Feedback and questions should be posted to the Amber mailing list.

Authorship & Support

Intel Xeon Phi Native & KNL Implementations:

Ashraf Bhuiyan (Intel)
Charles Lin (SDSC)
Perri Needham (SDSC)
Ross C. Walker (SDSC)*

*Corresponding author.

Further information relating to the specifics of the implementation is available from the following publications with regards to KNC Native & Offload Implementations:

  • Perri Needham; Ashraf Bhuiyan; & Ross C. Walker* "Extension of the AMBER Molecular Dynamics Software to Intel's Many Integrated Core (MIC) Architecture", Comp. Phys. Comm., Volume 201, Pages 95-105, April 2016
     
  • Ashraf Bhuiyan; Perri Needham; & Ross C. Walker* "Amber PME Molecular Dynamics Optimization", High Performance Parallelism Pearls: Multicore and Many-core Programming Approaches, 2015, Vol. 2, Ch. 6. ISBN: 978-0128038192 (Purchase Here)

Funding for this work has been graciously provided by Intel in the form of engineering expertise and sponsorship of an Intel Parallel Computing Center directed by Prof. Ross Walker at the San Diego Supercomputer Center, and by an NSF SI2-SSE grant to Ross Walker (NSF1148276) and Adrian Roitberg (NSF1147910).

Citing the Xeon Phi Code

If you make use of any of this Xeon Phi support in your work please include the following citations (in addition to the standard AMBER 14 citation):

  • Perri Needham; Ashraf Bhuiyan; & Ross C. Walker* "Extension of the AMBER Molecular Dynamics Software to Intel's Many Integrated Core (MIC) Architecture", Comp. Phys. Comm., Volume 201, Pages 95-105, April 2016

^

Supported Xeon and Xeon Phi Architectures

The supported Intel Xeon PhiTM product family includes:

Intel® Xeon™ and other Intel® CPUs

Intel® Xeon Phi™ Processor (Knights Landing - KNL)

  • Details coming soon.

    Intel® Xeon Phi™ coprocessors (Knight's Corner)

  • ^

    Installation and Testing

    Before attempting to build these versions you should have built and tested the serial and parallel CPU versions of Amber (pmemd and pmemd.MPI) with the Intel compiler suite and Intel MPI. This will help to ensure that basic issues relating to standard compilation on your hardware and operating system do not lead to confusion with coprocessor related compilation and testing problems.
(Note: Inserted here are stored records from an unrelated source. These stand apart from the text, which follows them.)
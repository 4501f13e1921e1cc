//! Configuration for the remote document-QA client.
//!
//! The service contract fixes almost everything: the upload path and the file
//! size limit are constants, and the only deployment-specific value is the
//! base URL. [`ClientConfig`] carries that URL plus the transport knobs a Rust
//! HTTP client needs (timeout, user agent).

use crate::error::DocQaError;
use reqwest::Url;
use std::fmt;

/// Base URL used when none is configured.
pub const DEFAULT_BASE_URL: &str = "http://localhost:10000";

/// Path of the upload endpoint, appended to the base URL.
pub const UPLOAD_PATH: &str = "/api/v1/hackrx/upload";

/// Configuration for [`crate::client::RemoteQaClient`].
///
/// Built via [`ClientConfig::builder()`] or using [`ClientConfig::default()`].
///
/// # Example
/// ```rust
/// use docqa_client::ClientConfig;
///
/// let config = ClientConfig::builder()
///     .base_url("https://qa.example.com")
///     .request_timeout_secs(30)
///     .build()
///     .unwrap();
/// assert_eq!(config.upload_url(), "https://qa.example.com/api/v1/hackrx/upload");
/// ```
#[derive(Clone)]
pub struct ClientConfig {
    /// Scheme, host and optional port (and path prefix) of the backend.
    /// Default: `http://localhost:10000`.
    pub base_url: String,

    /// Whole-request timeout in seconds. Default: 60.
    ///
    /// Document QA runs retrieval and generation server-side for every
    /// question, so a single upload regularly takes tens of seconds.
    pub request_timeout_secs: u64,

    /// `User-Agent` header sent with the upload.
    pub user_agent: String,
}

impl Default for ClientConfig {
    fn default() -> Self {
        Self {
            base_url: DEFAULT_BASE_URL.to_string(),
            request_timeout_secs: 60,
            user_agent: concat!("docqa-client/", env!("CARGO_PKG_VERSION")).to_string(),
        }
    }
}

impl fmt::Debug for ClientConfig {
    fn fmt(&self, f: &mut fmt::Formatter<'_>) -> fmt::Result {
        f.debug_struct("ClientConfig")
            .field("base_url", &self.base_url)
            .field("request_timeout_secs", &self.request_timeout_secs)
            .field("user_agent", &self.user_agent)
            .finish()
    }
}

impl ClientConfig {
    /// Create a new builder for `ClientConfig`.
    pub fn builder() -> ClientConfigBuilder {
        ClientConfigBuilder {
            config: Self::default(),
        }
    }

    /// Full URL of the upload endpoint.
    ///
    /// A trailing slash on the base URL is ignored so that
    /// `http://host/` and `http://host` give the same endpoint.
    pub fn upload_url(&self) -> String {
        format!("{}{}", self.base_url.trim_end_matches('/'), UPLOAD_PATH)
    }
}

/// Builder for [`ClientConfig`].
#[derive(Debug)]
pub struct ClientConfigBuilder {
    config: ClientConfig,
}

impl ClientConfigBuilder {
    pub fn base_url(mut self, url: impl Into<String>) -> Self {
        self.config.base_url = url.into();
        self
    }

    pub fn request_timeout_secs(mut self, secs: u64) -> Self {
        self.config.request_timeout_secs = secs;
        self
    }

    pub fn user_agent(mut self, ua: impl Into<String>) -> Self {
        self.config.user_agent = ua.into();
        self
    }

    /// Build the configuration, validating constraints.
    pub fn build(self) -> Result<ClientConfig, DocQaError> {
        let c = &self.config;
        let parsed = Url::parse(&c.base_url).map_err(|e| {
            DocQaError::InvalidConfig(format!("base URL '{}' is not a valid URL: {}", c.base_url, e))
        })?;
        if parsed.scheme() != "http" && parsed.scheme() != "https" {
            return Err(DocQaError::InvalidConfig(format!(
                "base URL must use http or https, got '{}'",
                parsed.scheme()
            )));
        }
        if c.request_timeout_secs == 0 {
            return Err(DocQaError::InvalidConfig(
                "Request timeout must be ≥ 1 second".into(),
            ));
        }
        Ok(self.config)
    }
}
You should also be familiar with Amber's compilation procedures.

    The following section provides details on best options for compiling the latest AMBER 16 code with Intel and GNU compilers on Intel hardware. It also provides details of how to compile AMBER 16 for the Intel Xeon Phi (Knight's Corner) co-processor as well as it's upcoming replacement the Intel Xeon PhiTM (Knight's Landing) processor. You should only build executables for the hardware you have available. There is no gain in using the KNC offload code on a KNL processor or the KNL compiled code on a regular Xeon processor for example. In the case of the KNC co-processor it is recommended that you are familiar with building and running simple code in native/offload mode on an Intel Xeon PhiTM KNC Coprocessor, which is described in the MIC developer zone.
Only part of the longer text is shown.